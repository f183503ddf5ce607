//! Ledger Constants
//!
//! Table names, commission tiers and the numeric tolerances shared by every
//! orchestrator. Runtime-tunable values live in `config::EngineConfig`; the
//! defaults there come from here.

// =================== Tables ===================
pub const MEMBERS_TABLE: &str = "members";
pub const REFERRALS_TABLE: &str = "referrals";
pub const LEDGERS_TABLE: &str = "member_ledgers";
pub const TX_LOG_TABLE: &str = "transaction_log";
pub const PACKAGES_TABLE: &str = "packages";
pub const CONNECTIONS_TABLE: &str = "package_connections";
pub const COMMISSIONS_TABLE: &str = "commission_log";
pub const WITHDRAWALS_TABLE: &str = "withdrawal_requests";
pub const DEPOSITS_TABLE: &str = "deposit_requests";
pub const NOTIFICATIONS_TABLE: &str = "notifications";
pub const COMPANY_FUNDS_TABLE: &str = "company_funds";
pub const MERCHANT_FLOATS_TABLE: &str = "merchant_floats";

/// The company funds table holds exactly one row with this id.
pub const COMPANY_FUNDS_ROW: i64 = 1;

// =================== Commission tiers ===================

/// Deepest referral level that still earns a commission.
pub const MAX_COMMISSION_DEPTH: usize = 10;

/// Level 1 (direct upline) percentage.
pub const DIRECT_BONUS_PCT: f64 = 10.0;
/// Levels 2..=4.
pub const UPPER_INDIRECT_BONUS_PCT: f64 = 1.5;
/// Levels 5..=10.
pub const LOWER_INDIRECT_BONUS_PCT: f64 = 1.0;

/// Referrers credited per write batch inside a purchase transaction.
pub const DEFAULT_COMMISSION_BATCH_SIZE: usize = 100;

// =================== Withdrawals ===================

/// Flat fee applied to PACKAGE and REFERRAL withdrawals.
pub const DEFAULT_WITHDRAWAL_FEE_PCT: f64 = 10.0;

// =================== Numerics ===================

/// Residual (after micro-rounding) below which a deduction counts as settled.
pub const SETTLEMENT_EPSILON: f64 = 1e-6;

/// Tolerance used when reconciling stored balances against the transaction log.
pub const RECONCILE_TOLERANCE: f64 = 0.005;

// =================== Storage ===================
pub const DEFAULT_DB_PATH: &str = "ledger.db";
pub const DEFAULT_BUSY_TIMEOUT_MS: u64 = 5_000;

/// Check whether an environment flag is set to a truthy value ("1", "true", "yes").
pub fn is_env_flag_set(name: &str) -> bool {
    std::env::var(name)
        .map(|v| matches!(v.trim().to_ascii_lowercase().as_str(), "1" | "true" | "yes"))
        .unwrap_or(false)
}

--------------------------------

The records above need copying again. Keep each word as it is.

Answer to the problem -
repository f183503ddf5ce607
//! Ledger Constants
//!
//! Table names, commission tiers and the numeric tolerances shared by every
//! orchestrator. Runtime-tunable values live in `config::EngineConfig`; the
//! defaults there come from here.

// =================== Tables ===================
pub const MEMBERS_TABLE: &str = "members";
pub const REFERRALS_TABLE: &str = "referrals";
pub const LEDGERS_TABLE: &str = "member_ledgers";
pub const TX_LOG_TABLE: &str = "transaction_log";
pub const PACKAGES_TABLE: &str = "packages";
pub const CONNECTIONS_TABLE: &str = "package_connections";
pub const COMMISSIONS_TABLE: &str = "commission_log";
pub const WITHDRAWALS_TABLE: &str = "withdrawal_requests";
pub const DEPOSITS_TABLE: &str = "deposit_requests";
pub const NOTIFICATIONS_TABLE: &str = "notifications";
pub const COMPANY_FUNDS_TABLE: &str = "company_funds";
pub const MERCHANT_FLOATS_TABLE: &str = "merchant_floats";

/// The company funds table holds exactly one row with this id.
pub const COMPANY_FUNDS_ROW: i64 = 1;

// =================== Commission tiers ===================

/// Deepest referral level that still earns a commission.
pub const MAX_COMMISSION_DEPTH: usize = 10;

/// Level 1 (direct upline) percentage.
pub const DIRECT_BONUS_PCT: f64 = 10.0;
/// Levels 2..=4.
pub const UPPER_INDIRECT_BONUS_PCT: f64 = 1.5;
/// Levels 5..=10.
pub const LOWER_INDIRECT_BONUS_PCT: f64 = 1.0;

/// Referrers credited per write batch inside a purchase transaction.
pub const DEFAULT_COMMISSION_BATCH_SIZE: usize = 100;

// =================== Withdrawals ===================

/// Flat fee applied to PACKAGE and REFERRAL withdrawals.
pub const DEFAULT_WITHDRAWAL_FEE_PCT: f64 = 10.0;

// =================== Numerics ===================

/// Residual (after micro-rounding) below which a deduction counts as settled.
pub const SETTLEMENT_EPSILON: f64 = 1e-6;

/// Tolerance used when reconciling stored balances against the transaction log.
pub const RECONCILE_TOLERANCE: f64 = 0.005;

// =================== Storage ===================
pub const DEFAULT_DB_PATH: &str = "ledger.db";
pub const DEFAULT_BUSY_TIMEOUT_MS: u64 = 5_000;

/// Check whether an environment flag is set to a truthy value ("1", "true", "yes").
pub fn is_env_flag_set(name: &str) -> bool {
    std::env::var(name)
        .map(|v| matches!(v.trim().to_ascii_lowercase().as_str(), "1" | "true" | "yes"))
        .unwrap_or(false)
}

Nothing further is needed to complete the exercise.